* **WORK TO BE COMPLETED**
Only the lines from the start of the entries up to and including the line with "hosted backends are" should be written out, exactly as they stand.

────────────────────

//! `llm` crate wrapper implementing [`ChatModel`] and [`Embedder`].
//!
//! [`LlmBackend`] stores configuration and builds an llm provider per
//! request, the way the llm crate expects system prompt and model to be
//! fixed at build time. Ollama is the default runtime; hosted backends are
//! selected with [`BackendKind`] and read their API key from the
//! environment.

use async_trait::async_trait;
use futures_util::{StreamExt, future};
use llm::LLMProvider;
use llm::builder::{LLMBackend, LLMBuilder};
use llm::chat::ChatMessage as LlmMessage;
use serde::{Deserialize, Serialize};
use serde_json::{Value, json};
use tracing::instrument;

use super::{ChatModel, Embedder};
use crate::types::{EventStream, GenerationEvent, Message, Role};
use crate::{MimirError, Result};

/// Default Ollama endpoint.
pub const DEFAULT_OLLAMA_URL: &str = "http://localhost:11434";

/// Which runtime serves the models.
#[derive(Debug, Clone, Copy, Default, PartialEq, Eq, Serialize, Deserialize)]
#[serde(rename_all = "lowercase")]
pub enum BackendKind {
    #[default]
    Ollama,
    OpenAI,
    Anthropic,
    OpenRouter,
    Google,
}

impl BackendKind {
    pub fn name(&self) -> &'static str {
        match self {
            BackendKind::Ollama => "ollama",
            BackendKind::OpenAI => "openai",
            BackendKind::Anthropic => "anthropic",
            BackendKind::OpenRouter => "openrouter",
            BackendKind::Google => "google",
        }
    }

    /// Environment variable holding the API key, if the backend needs one.
    pub fn api_key_env(&self) -> Option<&'static str> {
        match self {
            BackendKind::Ollama => None,
            BackendKind::OpenAI => Some("OPENAI_API_KEY"),
            BackendKind::Anthropic => Some("ANTHROPIC_API_KEY"),
            BackendKind::OpenRouter => Some("OPENROUTER_API_KEY"),
            BackendKind::Google => Some("GOOGLE_API_KEY"),
        }
    }

    fn to_llm(self) -> LLMBackend {
        match self {
            BackendKind::Ollama => LLMBackend::Ollama,
            BackendKind::OpenAI => LLMBackend::OpenAI,
            BackendKind::Anthropic => LLMBackend::Anthropic,
            BackendKind::OpenRouter => LLMBackend::OpenRouter,
            BackendKind::Google => LLMBackend::Google,
        }
    }
}

/// Connection and sampling settings for [`LlmBackend`].
#[derive(Debug, Clone)]
pub struct LlmSettings {
    pub backend: BackendKind,
    /// Base URL override (Ollama only).
    pub base_url: Option<String>,
    /// API key; `None` falls back to the backend's environment variable.
    pub api_key: Option<String>,
    pub model: String,
    pub embedding_model: String,
    pub timeout_secs: u64,
    pub temperature: f32,
    pub max_tokens: Option<u32>,
    /// Context window in tokens, sent as Ollama's `num_ctx`.
    pub context_window: Option<u32>,
}

impl Default for LlmSettings {
    fn default() -> Self {
        Self {
            backend: BackendKind::Ollama,
            base_url: Some(DEFAULT_OLLAMA_URL.to_string()),
            api_key: None,
            model: "llama3".to_string(),
            embedding_model: "nomic-embed-text".to_string(),
            timeout_secs: 360,
            temperature: 0.7,
            max_tokens: None,
            context_window: None,
        }
    }
}

/// Chat model and embedder backed by the llm crate.
pub struct LlmBackend {
    settings: LlmSettings,
    api_key: Option<String>,
}

impl LlmBackend {
    /// Create a backend, resolving the API key from the environment when
    /// the settings carry none.
    ///
    /// Fails with [`MimirError::Configuration`] when a hosted backend has
    /// no key.
    pub fn new(settings: LlmSettings) -> Result<Self> {
        let api_key = match (&settings.api_key, settings.backend.api_key_env()) {
            (Some(key), _) => Some(key.clone()),
            (None, None) => None,
            (None, Some(var)) => Some(std::env::var(var).map_err(|_| {
                MimirError::Configuration(format!(
                    "{} backend needs an API key; set {var}",
                    settings.backend.name()
                ))
            })?),
        };
        Ok(Self { settings, api_key })
    }

    pub fn settings(&self) -> &LlmSettings {
        &self.settings
    }

    /// Backend-specific request fields, merged into the request body.
    fn extra_body(&self) -> Option<Value> {
        match (self.settings.backend, self.settings.context_window) {
            (BackendKind::Ollama, Some(n)) => Some(json!({ "options": { "num_ctx": n } })),
            _ => None,
        }
    }

    /// Build an llm provider for `model`.
    fn build_provider(&self, model: &str, system: Option<&str>) -> Result<Box<dyn LLMProvider>> {
        let mut builder = LLMBuilder::new()
            .backend(self.settings.backend.to_llm())
            .model(model)
            .timeout_seconds(self.settings.timeout_secs)
            .temperature(self.settings.temperature);
        if let Some(ref key) = self.api_key {
            builder = builder.api_key(key);
        }
        if let Some(sys) = system {
            builder = builder.system(sys);
        }
        if let Some(max) = self.settings.max_tokens {
            builder = builder.max_tokens(max);
        }
        if let Some(extra) = self.extra_body() {
            builder = builder.extra_body(extra);
        }

        // Handle Ollama URL
        if self.settings.backend == BackendKind::Ollama
            && let Some(ref url) = self.settings.base_url
        {
            builder = builder.base_url(url.clone());
        }

        builder.build().map_err(|e| MimirError::Llm(e.to_string()))
    }
}

/// Convert our messages to llm crate messages
fn to_llm_messages(messages: &[Message]) -> Vec<LlmMessage> {
    messages
        .iter()
        .map(|msg| match msg.role {
            Role::User => LlmMessage::user().content(msg.content.clone()).build(),
            Role::Assistant => LlmMessage::assistant().content(msg.content.clone()).build(),
        })
        .collect()
}

#[async_trait]
impl ChatModel for LlmBackend {
    fn name(&self) -> &str {
        &self.settings.model
    }

    #[instrument(name = "llm.chat", skip(self, system, messages), fields(model = %self.settings.model, backend = self.settings.backend.name()))]
    async fn chat(&self, system: Option<&str>, messages: &[Message]) -> Result<String> {
        let provider = self.build_provider(&self.settings.model, system)?;
        let response = provider
            .chat(&to_llm_messages(messages))
            .await
            .map_err(MimirError::from)?;
        let text = response.text().unwrap_or_default();
        if text.trim().is_empty() {
            return Err(MimirError::EmptyResponse);
        }
        Ok(text)
    }

    #[instrument(name = "llm.chat_stream", skip(self, system, messages), fields(model = %self.settings.model, backend = self.settings.backend.name()))]
    async fn chat_stream(
        &self,
        system: Option<&str>,
        messages: &[Message],
    ) -> Result<EventStream> {
        let provider = self.build_provider(&self.settings.model, system)?;
        let stream = provider
            .chat_stream_with_tools(&to_llm_messages(messages), provider.tools())
            .await
            .map_err(MimirError::from)?;

        // Only text and the end marker matter for a chat answer.
        let converted = stream.filter_map(|result| {
            future::ready(match result {
                Ok(llm::chat::StreamChunk::Text(text)) => Some(Ok(GenerationEvent::Token(text))),
                Ok(llm::chat::StreamChunk::Done { .. }) => Some(Ok(GenerationEvent::Done)),
                Ok(_) => None,
                Err(e) => Some(Err(MimirError::from(e))),
            })
        });

        Ok(Box::pin(converted))
    }
}

#[async_trait]
impl Embedder for LlmBackend {
    fn model(&self) -> &str {
        &self.settings.embedding_model
    }

    #[instrument(name = "llm.embed", skip(self, texts), fields(model = %self.settings.embedding_model, count = texts.len()))]
    async fn embed(&self, texts: &[&str]) -> Result<Vec<Vec<f32>>> {
        if texts.is_empty() {
            return Ok(Vec::new());
        }
        let provider = self.build_provider(&self.settings.embedding_model, None)?;
        let vectors = provider
            .embed(texts.iter().map(|t| t.to_string()).collect())
            .await
            .map_err(MimirError::from)?;
        if vectors.len() != texts.len() {
            return Err(MimirError::Stream(format!(
                "expected {} embeddings, got {}",
                texts.len(),
                vectors.len()
            )));
        }
        Ok(vectors)
    }
}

────────────────────

* **EXERCISE RESPONSE**
//! `llm` crate wrapper implementing [`ChatModel`] and [`Embedder`].
//!
//! [`LlmBackend`] stores configuration and builds an llm provider per
//! request, the way the llm crate expects system prompt and model to be
//! fixed at build time. Ollama is the default runtime; hosted backends are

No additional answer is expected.